The report, "Refrigerated Transport Market by Application (Chilled food and Frozen food), Mode of Transportation (Road, Sea, Rail, and Air), Vehicle Type (LCV, MHCV, and HCV), Temperature (Single and Multi-temperature), Technology, and Region - Global Forecast to 2025," reveals the increasing demand for chilled and frozen food products, along with technological innovations in refrigerated systems and equipment are projected to drive growth in refrigerated transport.

Frozen food segment is projected to witness fastest growth

The frozen food segment is projected to witness the fastest growth during the forecast period, due to the increasing trend for ready-to-eat and convenience food in developed and developing countries.

The fish and seafood segment is projected to create growth opportunities for manufacturers in the refrigerated transport market, while developing countries are projected to create lucrative opportunities for frozen pizzas and other frozen products due to the increased demand from fast food chains.

Single temperature segment is projected to witness the fastest growth

The refrigerated transport market is now gaining momentum with the increasing need to cater to the growing demand for perishable commodities. In such countries, single-temperature refrigerated vehicles are widely used. Hence, the market share of the single-temperature segment is estimated to be larger during the forecast period.
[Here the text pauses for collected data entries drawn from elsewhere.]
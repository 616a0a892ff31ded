//! Stats stage worker: per frequency bucket, short-circuits on an unchanged
//! manifest, archives the published outputs, submits the remote table tasks
//! and rewrites the manifest.
//!
//! Guarded by `stats_export_status = PENDING` with no image export still
//! running.

use std::collections::BTreeMap;
use std::collections::BTreeSet;

use chrono::Utc;
use tracing::{debug, error, info, warn};

use crate::config::StatsExportSettings;
use crate::db::{jobs::Stage, DbPool};
use crate::error::AppResult;
use crate::models::{
    ExportKind, ExportState, ExportTarget, JobStatus, PlannedExport, StageStatus, TaskSubmission,
};
use crate::pipeline::archive;
use crate::pipeline::builders::{builders_for_bucket, Frequency};
use crate::pipeline::manifest::{Manifest, ManifestExportEntry, ManifestMetadata, ManifestStore};
use crate::pipeline::months::fix_name_prefix;
use crate::services::{ObjectStore, TaskService};

const MSG_INSERTS_LOST: &str = "One or more Stats tasks could not be saved to DB.";
const MSG_ARCHIVE_MOVE_FAILED: &str = "Failed to move file to archive.";

struct BucketOutcome {
    planned: usize,
    inserted: usize,
}

/// Run the stats stage for one job.
pub async fn run_stats_stage(
    db: &DbPool,
    tasks: &dyn TaskService,
    storage: Option<&ObjectStore>,
    job_id: &str,
    settings: &StatsExportSettings,
) -> AppResult<()> {
    let job = db.require_job(job_id).await?;

    if JobStatus::parse(&job.job_status) != Some(JobStatus::Running) {
        debug!("Skipping stats export: job is not RUNNING");
        return Ok(());
    }
    if StageStatus::parse(&job.stats_export_status) != Some(StageStatus::Pending) {
        debug!("Skipping stats export: status is not PENDING");
        return Ok(());
    }
    let running_images = db
        .count_exports_in_state(job_id, ExportKind::Image, ExportState::Running)
        .await?;
    if running_images > 0 {
        debug!("Skipping stats export: image exports still running");
        return Ok(());
    }

    if settings.export_target == ExportTarget::Storage && storage.is_none() {
        // Stays PENDING; a later tick retries once storage is reachable.
        warn!("No object store available for stats export");
        return Ok(());
    }

    debug!("Starting stats export procedure for job {}", job_id);
    db.set_stage_status(job_id, Stage::Stats, StageStatus::Running, None)
        .await?;

    let mut planned_total = 0usize;
    let mut inserted_total = 0usize;
    for frequency in [Frequency::Monthly, Frequency::Yearly] {
        match run_bucket(db, tasks, storage, job_id, settings, frequency).await {
            Ok(outcome) => {
                planned_total += outcome.planned;
                inserted_total += outcome.inserted;
            }
            Err(e) => {
                error!("Error executing {} stats export: {}", frequency.as_str(), e);
                db.set_stage_status(job_id, Stage::Stats, StageStatus::Failed, Some(&e.to_string()))
                    .await?;
                return Ok(());
            }
        }
    }

    if planned_total == 0 {
        info!("No stats exports generated for this job");
        db.set_stage_status(job_id, Stage::Stats, StageStatus::Completed, None)
            .await?;
    } else {
        info!("Generated {} stats export task(s)", planned_total);
        if inserted_total < planned_total {
            db.set_stage_status(job_id, Stage::Stats, StageStatus::Failed, Some(MSG_INSERTS_LOST))
                .await?;
        }
    }

    crate::pipeline::reconciler::reconcile_job(db, job_id).await?;
    Ok(())
}

/// Process one frequency bucket end to end.
async fn run_bucket(
    db: &DbPool,
    tasks: &dyn TaskService,
    storage: Option<&ObjectStore>,
    job_id: &str,
    settings: &StatsExportSettings,
    frequency: Frequency,
) -> AppResult<BucketOutcome> {
    let none = BucketOutcome {
        planned: 0,
        inserted: 0,
    };

    let (collection, prefix) = match frequency {
        Frequency::Monthly => (
            settings.monthly_collection_path.as_deref(),
            settings.monthly_image_prefix.as_deref(),
        ),
        Frequency::Yearly => (
            settings.yearly_collection_path.as_deref(),
            settings.yearly_image_prefix.as_deref(),
        ),
    };
    let Some(collection) = collection else {
        return Ok(none);
    };
    let builders = builders_for_bucket(settings, frequency);
    if builders.is_empty() {
        return Ok(none);
    }

    let prefix = fix_name_prefix(prefix.unwrap_or_default());
    let current_images: Vec<String> = tasks
        .list_image_assets(collection)
        .await?
        .into_iter()
        .filter(|name| prefix.is_empty() || name.starts_with(&prefix))
        .collect();

    let manifest_store =
        ManifestStore::new(settings.manifest_source, &settings.manifest_path, storage);
    let manifest_name = frequency.manifest_name();

    let mut previous_entries: Vec<ManifestExportEntry> = Vec::new();
    if !settings.skip_manifest {
        if let Some(existing) = manifest_store.read(&manifest_name).await {
            if existing.matches_collection(collection, &current_images) {
                info!(
                    "No changes in source collection for the {} bucket; skipping stats export",
                    frequency.as_str()
                );
                return Ok(none);
            }
            previous_entries = existing.metadata.stats_exports;
        }
    }

    let mut descriptors = Vec::new();
    for builder in &builders {
        descriptors.extend(builder.produce(settings, collection));
    }
    if let Some(max) = settings.max_exports {
        descriptors.truncate(max);
    }
    if descriptors.is_empty() {
        return Ok(none);
    }
    debug!(
        "Planned {} {} table export task(s)",
        descriptors.len(),
        frequency.as_str()
    );

    // Move the currently published outputs aside before their replacements
    // are generated. A file that cannot be archived must not be replaced.
    let today = Utc::now().date_naive();
    let base_export_path = settings.base_export_path.to_string_lossy().to_string();
    let mut move_failures: BTreeSet<(String, String)> = BTreeSet::new();
    if let Some(storage) = storage {
        let mut by_dir: BTreeMap<String, Vec<String>> = BTreeMap::new();
        for descriptor in &descriptors {
            by_dir
                .entry(descriptor.path.clone())
                .or_default()
                .push(descriptor.name.clone());
        }
        for (dir, names) in by_dir {
            let moved =
                archive::move_published_to_archive(storage, &names, &dir, &base_export_path, today)
                    .await;
            for (name, succeeded) in moved {
                if !succeeded {
                    move_failures.insert((dir.clone(), name));
                }
            }
        }
    }

    let bucket_for_storage = match settings.export_target {
        ExportTarget::Storage => settings.storage_bucket.as_deref(),
        _ => None,
    };

    let mut inserted = 0usize;
    let mut started_entries: Vec<ManifestExportEntry> = Vec::new();
    for descriptor in &descriptors {
        let submission = if move_failures.contains(&(descriptor.path.clone(), descriptor.name.clone()))
        {
            TaskSubmission::failed("FAILED_TO_CREATE", MSG_ARCHIVE_MOVE_FAILED)
        } else {
            match tasks.submit_table_export(descriptor, bucket_for_storage).await {
                Ok(submission) => submission,
                Err(e) => {
                    error!("Table export submission failed for {}: {}", descriptor.name, e);
                    TaskSubmission::failed("FAILED_TO_CREATE", e.to_string())
                }
            }
        };

        let planned = PlannedExport {
            kind: ExportKind::Table,
            name: descriptor.name.clone(),
            target: descriptor.target,
            path: descriptor.path.clone(),
            submission,
        };
        let export = match db.insert_export(job_id, &planned).await {
            Ok(export) => export,
            Err(e) => {
                error!("Error saving export task {} to database: {}", planned.name, e);
                continue;
            }
        };
        inserted += 1;

        if let Some(storage) = storage {
            if let Err(e) = archive::record_file_transfer(
                db,
                storage,
                job_id,
                &export.id,
                &descriptor.path,
                &descriptor.name,
                &base_export_path,
                today,
            )
            .await
            {
                error!("Error recording file transfer for {}: {}", descriptor.name, e);
            }
        }

        if matches!(
            planned.submission.state(),
            ExportState::Running | ExportState::Completed
        ) {
            started_entries.push(ManifestExportEntry {
                id: export.id,
                name: descriptor.name.clone(),
                date_updated: today.format("%Y-%m-%d").to_string(),
            });
        }
    }

    if !settings.skip_manifest {
        let merged = Manifest::merge_stats_exports(&previous_entries, started_entries);
        let manifest = Manifest::build(
            collection,
            current_images,
            ManifestMetadata {
                target_system: settings.export_target.to_string(),
                stats_exports: merged,
            },
        );
        if let Err(e) = manifest_store.write(&manifest_name, &manifest).await {
            warn!("Failed to write {} manifest: {}", frequency.as_str(), e);
        }
    }

    Ok(BucketOutcome {
        planned: descriptors.len(),
        inserted,
    })
}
Asia Pacific region is estimated to dominate the refrigerated transport market

The refrigerated transport market in Asia Pacific is projected to witness high growth due to increasing demand for frozen and processed food. Developing countries such as India, China and Latin American countries are projected to create high-growth prospects for leading players. These countries rely on imports to meet their demands for food products.